>>>

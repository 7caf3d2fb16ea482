//! Snapshot domain model
//!
//! A [`Snapshot`] is one complete, timestamped read of facility status. It is
//! built once per load and never mutated; a newer snapshot supersedes it as a
//! whole.

pub mod snapshot;
pub mod status;

pub use snapshot::{Facility, Instance, Snapshot, DEFAULT_REFRESH_INTERVAL_SECS};
pub use status::{summarize_status, FacilityStatus};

<<<

## Task description
Reproduce, with no other lines, the run of lines that begins with the one containing "supersedes it as a" and ends with the last line of the material.

## Written answer
//! built once per load and never mutated; a newer snapshot supersedes it as a
//! whole.

pub mod snapshot;
pub mod status;

pub use snapshot::{Facility, Instance, Snapshot, DEFAULT_REFRESH_INTERVAL_SECS};
pub use status::{summarize_status, FacilityStatus};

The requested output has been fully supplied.